Assigned task
Starting with the line containing "let result = lock_status(&state, query.path).await;" and going on through the line containing "pub mod locks;", return the lines of the data below exactly, and only those.

**** Task inputs

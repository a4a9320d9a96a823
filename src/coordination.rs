//! Client-side contract of the coordination service.
//!
//! Everything the lock core needs from a ZooKeeper-style store: atomic node
//! creation, deletion, existence checks and a children watch. Backends live in
//! [`crate::store`] (embedded, in-process) and `crate::zk` (behind the
//! `zookeeper` feature).

use std::sync::Arc;

use async_trait::async_trait;
use serde::Serialize;

use crate::error::{CoordError, CoordResult};

/// Lifetime of a node.
#[derive(Debug, Clone, Copy, PartialEq, Eq, Serialize)]
#[serde(rename_all = "lowercase")]
pub enum CreateMode {
    /// Removed automatically when the creating session ends.
    Ephemeral,
    /// Survives session loss; removed only by an explicit delete.
    Persistent,
}

/// Access control attached to a created node.
#[derive(Debug, Clone, Copy, PartialEq, Eq, Serialize)]
#[serde(rename_all = "snake_case")]
pub enum Acl {
    /// World-readable and world-writable.
    OpenUnsafe,
    /// Full rights for the authenticated creator only.
    CreatorAll,
    /// World-readable, no write rights.
    ReadUnsafe,
}

#[derive(Debug, Clone, Copy, PartialEq, Eq, Serialize)]
#[serde(rename_all = "lowercase")]
pub enum ChildEventKind {
    Added,
    Removed,
}

/// A change to the children of a watched node. `path` is the full path of
/// the child that was added or removed.
#[derive(Debug, Clone, PartialEq, Eq, Serialize)]
pub struct ChildEvent {
    pub kind: ChildEventKind,
    pub path: String,
}

impl ChildEvent {
    pub fn added(path: impl Into<String>) -> Self {
        Self { kind: ChildEventKind::Added, path: path.into() }
    }

    pub fn removed(path: impl Into<String>) -> Self {
        Self { kind: ChildEventKind::Removed, path: path.into() }
    }
}

/// How a children watch treats the children that exist when it is installed.
#[derive(Debug, Clone, Copy, PartialEq, Eq)]
pub enum StartMode {
    /// Take the initial listing silently; only later changes are delivered.
    PostInitialSync,
    /// Deliver an `Added` event for every existing child before later changes.
    ReplayExisting,
}

pub type ChildListener = Arc<dyn Fn(ChildEvent) + Send + Sync>;

#[async_trait]
pub trait CoordinationClient: Send + Sync + 'static {
    /// Atomically creates `path`. Fails with [`CoordError::NodeExists`] if the
    /// node is already present. With `create_parents`, missing ancestors are
    /// created as persistent nodes first.
    async fn create(
        &self,
        path: &str,
        mode: CreateMode,
        acl: Acl,
        create_parents: bool,
    ) -> CoordResult<String>;

    /// Deletes `path`. Fails with [`CoordError::NoNode`] if it is absent.
    async fn delete(&self, path: &str) -> CoordResult<()>;

    async fn exists(&self, path: &str) -> CoordResult<bool>;

    /// Subscribes `listener` to child additions and removals under `path`.
    /// The watch stays installed until the client's session closes or expires.
    async fn watch_children(
        &self,
        path: &str,
        start: StartMode,
        listener: ChildListener,
    ) -> CoordResult<()>;
}

/// Checks that `path` is absolute, has no trailing slash and no empty, `.`
/// or `..` components.
pub fn validate_path(path: &str) -> CoordResult<()> {
    let bad = |reason: &str| CoordError::BadPath {
        path: path.to_string(),
        reason: reason.to_string(),
    };

    if !path.starts_with('/') {
        return Err(bad("path must start with '/'"));
    }
    if path == "/" {
        return Ok(());
    }
    if path.ends_with('/') {
        return Err(bad("path must not end with '/'"));
    }
    for component in path[1..].split('/') {
        match component {
            "" => return Err(bad("empty path component")),
            "." | ".." => return Err(bad("relative path component")),
            _ => {}
        }
    }
    Ok(())
}

/// Parent of an absolute path; `None` for the root.
pub fn parent_of(path: &str) -> Option<&str> {
    if path == "/" {
        return None;
    }
    match path.rfind('/') {
        Some(0) => Some("/"),
        Some(idx) => Some(&path[..idx]),
        None => None,
    }
}

/// Joins a child name onto an absolute parent path.
pub fn join_path(parent: &str, child: &str) -> String {
    if parent == "/" {
        format!("/{}", child)
    } else {
        format!("{}/{}", parent, child)
    }
}

/// A client rebound to a fixed namespace: every path is resolved under
/// `/{namespace}` and event paths are reported relative to it.
pub struct Namespaced {
    inner: Arc<dyn CoordinationClient>,
    prefix: String,
}

impl Namespaced {
    pub fn new(inner: Arc<dyn CoordinationClient>, namespace: &str) -> Self {
        let trimmed = namespace.trim_matches('/');
        let prefix = if trimmed.is_empty() {
            String::new()
        } else {
            format!("/{}", trimmed)
        };
        Self { inner, prefix }
    }

    pub fn namespace(&self) -> &str {
        &self.prefix
    }

    fn fix_path(&self, path: &str) -> String {
        if self.prefix.is_empty() {
            path.to_string()
        } else if path == "/" {
            self.prefix.clone()
        } else {
            format!("{}{}", self.prefix, path)
        }
    }

    fn unfix_path(prefix: &str, path: &str) -> String {
        match path.strip_prefix(prefix) {
            Some("") => "/".to_string(),
            Some(rest) if rest.starts_with('/') => rest.to_string(),
            _ => path.to_string(),
        }
    }
}

#[async_trait]
impl CoordinationClient for Namespaced {
    async fn create(
        &self,
        path: &str,
        mode: CreateMode,
        acl: Acl,
        create_parents: bool,
    ) -> CoordResult<String> {
        validate_path(path)?;
        let created = self
            .inner
            .create(&self.fix_path(path), mode, acl, create_parents)
            .await?;
        Ok(Self::unfix_path(&self.prefix, &created))
    }

    async fn delete(&self, path: &str) -> CoordResult<()> {
        validate_path(path)?;
        self.inner.delete(&self.fix_path(path)).await
    }

    async fn exists(&self, path: &str) -> CoordResult<bool> {
        validate_path(path)?;
        self.inner.exists(&self.fix_path(path)).await
    }

    async fn watch_children(
        &self,
        path: &str,
        start: StartMode,
        listener: ChildListener,
    ) -> CoordResult<()> {
        validate_path(path)?;
        let prefix = self.prefix.clone();
        let relative: ChildListener = Arc::new(move |event: ChildEvent| {
            listener(ChildEvent {
                kind: event.kind,
                path: Namespaced::unfix_path(&prefix, &event.path),
            })
        });
        self.inner
            .watch_children(&self.fix_path(path), start, relative)
            .await
    }
}
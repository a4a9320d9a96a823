use crate::{
    app::AppState,
    coordination::{join_path, Acl, CoordinationClient, CreateMode},
    error::{AppError, CoordError, CoordResult, Result},
    metrics::{LockEvent, Metrics},
    models::{validate_lock_key, LockQuery, LockStatus, LockStatusResponse},
    signal::ReleaseSignal,
    watch::{self, ReleaseWatcher},
};
use axum::{
    extract::{Query, State},
    Json,
};
use std::{
    sync::Arc,
    time::{Duration, Instant},
};
use tokio::sync::futures::Notified;
use tokio::time;
use tracing::{debug, error, info, warn};

/// Named mutex over a coordination client.
///
/// A lock on `key` is held while the ephemeral node `{root}/{key}` exists;
/// whoever created it is the owner. The manager itself keeps no lock state,
/// only the [`ReleaseSignal`] its blocked acquirers sleep on. Clones share
/// the signal.
#[derive(Clone)]
pub struct LockManager {
    client: Arc<dyn CoordinationClient>,
    root: String,
    signal: Arc<ReleaseSignal>,
    metrics: Arc<Metrics>,
    recheck_interval: Option<Duration>,
}

/// Proof of a successful [`LockManager::acquire`].
#[derive(Debug, Clone, PartialEq, Eq)]
pub struct Acquired {
    pub key: String,
    pub node_path: String,
    pub attempts: u32,
}

impl LockManager {
    pub fn new(client: Arc<dyn CoordinationClient>, root: &str, metrics: Arc<Metrics>) -> Self {
        Self {
            client,
            root: format!("/{}", root.trim_matches('/')),
            signal: Arc::new(ReleaseSignal::new()),
            metrics,
            recheck_interval: None,
        }
    }

    /// Bounds every wait so a blocked acquirer also retries on a timer, not
    /// only when a removal is observed.
    pub fn with_recheck_interval(mut self, interval: Option<Duration>) -> Self {
        self.recheck_interval = interval;
        self
    }

    pub fn root(&self) -> &str {
        &self.root
    }

    pub fn client(&self) -> &Arc<dyn CoordinationClient> {
        &self.client
    }

    pub fn signal(&self) -> &Arc<ReleaseSignal> {
        &self.signal
    }

    pub fn metrics(&self) -> &Arc<Metrics> {
        &self.metrics
    }

    pub fn key_path(&self, key: &str) -> String {
        join_path(&self.root, key)
    }

    pub fn release_watcher(&self, key: &str) -> ReleaseWatcher {
        ReleaseWatcher::new(key, self.signal.clone(), self.metrics.clone())
    }

    /// Installs a release watch for `key`. Passing the root's own name
    /// watches every lock under the root.
    pub async fn watch_key(&self, key: &str) -> CoordResult<String> {
        watch::install(self.client.as_ref(), &self.root, self.release_watcher(key)).await
    }

    /// Blocks until the lock on `key` is held by this manager's session.
    ///
    /// Every failed create, whether the node exists or the client reported
    /// a transient error, parks the caller on the release signal and then
    /// retries. There is no timeout and no fairness between waiters.
    pub async fn acquire(&self, key: &str) -> Acquired {
        let node_path = self.key_path(key);
        let mut attempts = 0u32;

        loop {
            attempts += 1;
            let released = self.signal.waiter();

            match self
                .client
                .create(&node_path, CreateMode::Ephemeral, Acl::OpenUnsafe, true)
                .await
            {
                Ok(_) => {
                    self.metrics.record_lock_event(LockEvent::Acquired);
                    info!("Lock acquired: {} (attempt {})", node_path, attempts);
                    return Acquired {
                        key: key.to_string(),
                        node_path,
                        attempts,
                    };
                }
                Err(CoordError::NodeExists { .. }) => {
                    debug!("Lock {} is held, waiting for release", node_path);
                }
                Err(e) => {
                    warn!("Failed to acquire lock {}: {}; waiting to retry", node_path, e);
                }
            }

            self.metrics.record_lock_event(LockEvent::FailedAttempt);
            self.wait(released).await;
            self.metrics.record_lock_event(LockEvent::Wakeup);
        }
    }

    async fn wait(&self, released: Notified<'_>) {
        match self.recheck_interval {
            Some(interval) => {
                if time::timeout(interval, released).await.is_err() {
                    debug!("No release observed within {:?}, re-checking", interval);
                }
            }
            None => released.await,
        }
    }

    /// Deletes the lock node for `key` if it exists.
    ///
    /// Returns `true` when the node is gone afterwards, including when it was
    /// never there. Client failures are logged and reported as `false`; the
    /// node may still exist in that case. Ownership is not checked.
    pub async fn release(&self, key: &str) -> bool {
        let node_path = self.key_path(key);

        match self.delete_if_present(&node_path).await {
            Ok(true) => {
                self.metrics.record_lock_event(LockEvent::Released);
                info!("Lock released: {}", node_path);
                true
            }
            Ok(false) => {
                debug!("Lock {} not held, nothing to release", node_path);
                true
            }
            Err(e) => {
                self.metrics.record_lock_event(LockEvent::ReleaseFailed);
                error!("Failed to release lock {}: {}", node_path, e);
                false
            }
        }
    }

    async fn delete_if_present(&self, node_path: &str) -> CoordResult<bool> {
        if !self.client.exists(node_path).await? {
            return Ok(false);
        }
        match self.client.delete(node_path).await {
            Ok(()) => Ok(true),
            Err(CoordError::NoNode { .. }) => Ok(false),
            Err(e) => Err(e),
        }
    }

    pub async fn is_held(&self, key: &str) -> CoordResult<bool> {
        self.client.exists(&self.key_path(key)).await
    }
}

// ── Route handlers ──────────────────────────────────────────────────────

fn elapsed_ms(started: Instant) -> f64 {
    started.elapsed().as_secs_f64() * 1_000.0
}

pub async fn lock(
    State(state): State<AppState>,
    Query(query): Query<LockQuery>,
) -> Result<Json<bool>> {
    let started = Instant::now();
    let result = lock_key(&state, query.path).await;
    state
        .metrics
        .record_request("lock", elapsed_ms(started), result.is_err());
    result.map(Json)
}

async fn lock_key(state: &AppState, key: String) -> Result<bool> {
    validate_lock_key(&key)?;

    // Runs detached: a client that disconnects while waiting must not abandon
    // an acquire halfway through.
    let manager = state.lock_manager.clone();
    let acquired = tokio::spawn(async move { manager.acquire(&key).await })
        .await
        .map_err(|e| AppError::Internal(anyhow::anyhow!("acquire task failed: {}", e)))?;

    debug!("Lock request for {} satisfied", acquired.node_path);
    Ok(true)
}

pub async fn release(
    State(state): State<AppState>,
    Query(query): Query<LockQuery>,
) -> Result<Json<bool>> {
    let started = Instant::now();
    let result = match validate_lock_key(&query.path) {
        Ok(()) => Ok(state.lock_manager.release(&query.path).await),
        Err(e) => Err(e),
    };
    state
        .metrics
        .record_request("release", elapsed_ms(started), result.is_err());
    result.map(Json)
}

pub async fn status(
    State(state): State<AppState>,
    Query(query): Query<LockQuery>,
) -> Result<Json<LockStatusResponse>> {
    let started = Instant::now();
    let result = lock_status(&state, query.path).await;
    state
        .metrics
        .record_request("status", elapsed_ms(started), result.is_err());
    result.map(Json)
}

async fn lock_status(state: &AppState, key: String) -> Result<LockStatusResponse> {
    validate_lock_key(&key)?;

    let held = state.lock_manager.is_held(&key).await?;
    Ok(LockStatusResponse {
        node_path: state.lock_manager.key_path(&key),
        key,
        status: if held { LockStatus::Held } else { LockStatus::Free },
    })
}
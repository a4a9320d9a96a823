pub mod app;
pub mod bootstrap;
pub mod config;
pub mod coordination;
pub mod error;
pub mod locks;
pub mod metrics;
pub mod models;
pub mod sessions;
pub mod signal;
pub mod store;
pub mod watch;
#[cfg(feature = "zookeeper")]
pub mod zk;

pub use app::{router, AppState};
pub use coordination::CoordinationClient;
pub use locks::LockManager;
pub use store::MemoryEnsemble;
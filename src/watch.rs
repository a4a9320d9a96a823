//! Watch-driven wake-ups for blocked acquirers.
//!
//! A single children watch on the lock root turns every matching "child
//! removed" event into a raise of the shared [`ReleaseSignal`]. Matching is a
//! plain substring test of the removed node's full path against the watched
//! key. Keys that are substrings of one another (`foo` / `foobar`) therefore
//! wake each other's waiters. That only costs a spurious retry, since every
//! waiter re-checks its own node after waking.

use std::sync::Arc;

use tracing::{debug, info};

use crate::{
    coordination::{join_path, ChildEvent, ChildEventKind, ChildListener, CoordinationClient, StartMode},
    error::CoordResult,
    metrics::{LockEvent, Metrics},
    signal::ReleaseSignal,
};

#[derive(Clone)]
pub struct ReleaseWatcher {
    key: String,
    signal: Arc<ReleaseSignal>,
    metrics: Arc<Metrics>,
}

impl ReleaseWatcher {
    pub fn new(key: impl Into<String>, signal: Arc<ReleaseSignal>, metrics: Arc<Metrics>) -> Self {
        Self {
            key: key.into(),
            signal,
            metrics,
        }
    }

    pub fn key(&self) -> &str {
        &self.key
    }

    pub fn matches(&self, removed_path: &str) -> bool {
        removed_path.contains(self.key.as_str())
    }

    /// Handles one watch event; returns whether the signal was raised.
    pub fn handle(&self, event: &ChildEvent) -> bool {
        if event.kind != ChildEventKind::Removed {
            return false;
        }

        self.metrics.record_lock_event(LockEvent::RemovalObserved);
        info!("Lock node removed: {}", event.path);

        if self.matches(&event.path) {
            self.signal.raise();
            true
        } else {
            debug!("Removal of {} does not match watched key {}", event.path, self.key);
            false
        }
    }

    pub fn into_listener(self) -> ChildListener {
        Arc::new(move |event: ChildEvent| {
            self.handle(&event);
        })
    }
}

/// Node whose children are watched for `key`: the root itself when `key`
/// names the root, otherwise `root/key`.
pub fn watch_target(root: &str, key: &str) -> String {
    if key == root.trim_start_matches('/') {
        root.to_string()
    } else {
        join_path(root, key)
    }
}

/// Installs a post-initial-sync children watch for `key` under `root`.
pub async fn install(
    client: &dyn CoordinationClient,
    root: &str,
    watcher: ReleaseWatcher,
) -> CoordResult<String> {
    let target = watch_target(root, watcher.key());
    client
        .watch_children(&target, StartMode::PostInitialSync, watcher.into_listener())
        .await?;
    info!("Release watch installed on {}", target);
    Ok(target)
}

********

Task output
    let result = lock_status(&state, query.path).await;
    state
        .metrics
        .record_request("status", elapsed_ms(started), result.is_err());
    result.map(Json)
}

async fn lock_status(state: &AppState, key: String) -> Result<LockStatusResponse> {
    validate_lock_key(&key)?;

    let held = state.lock_manager.is_held(&key).await?;
    Ok(LockStatusResponse {
        node_path: state.lock_manager.key_path(&key),
        key,
        status: if held { LockStatus::Held } else { LockStatus::Free },
    })
}
repository a4a9320d9a96a823
pub mod app;
pub mod bootstrap;
pub mod config;
pub mod coordination;
pub mod error;
pub mod locks;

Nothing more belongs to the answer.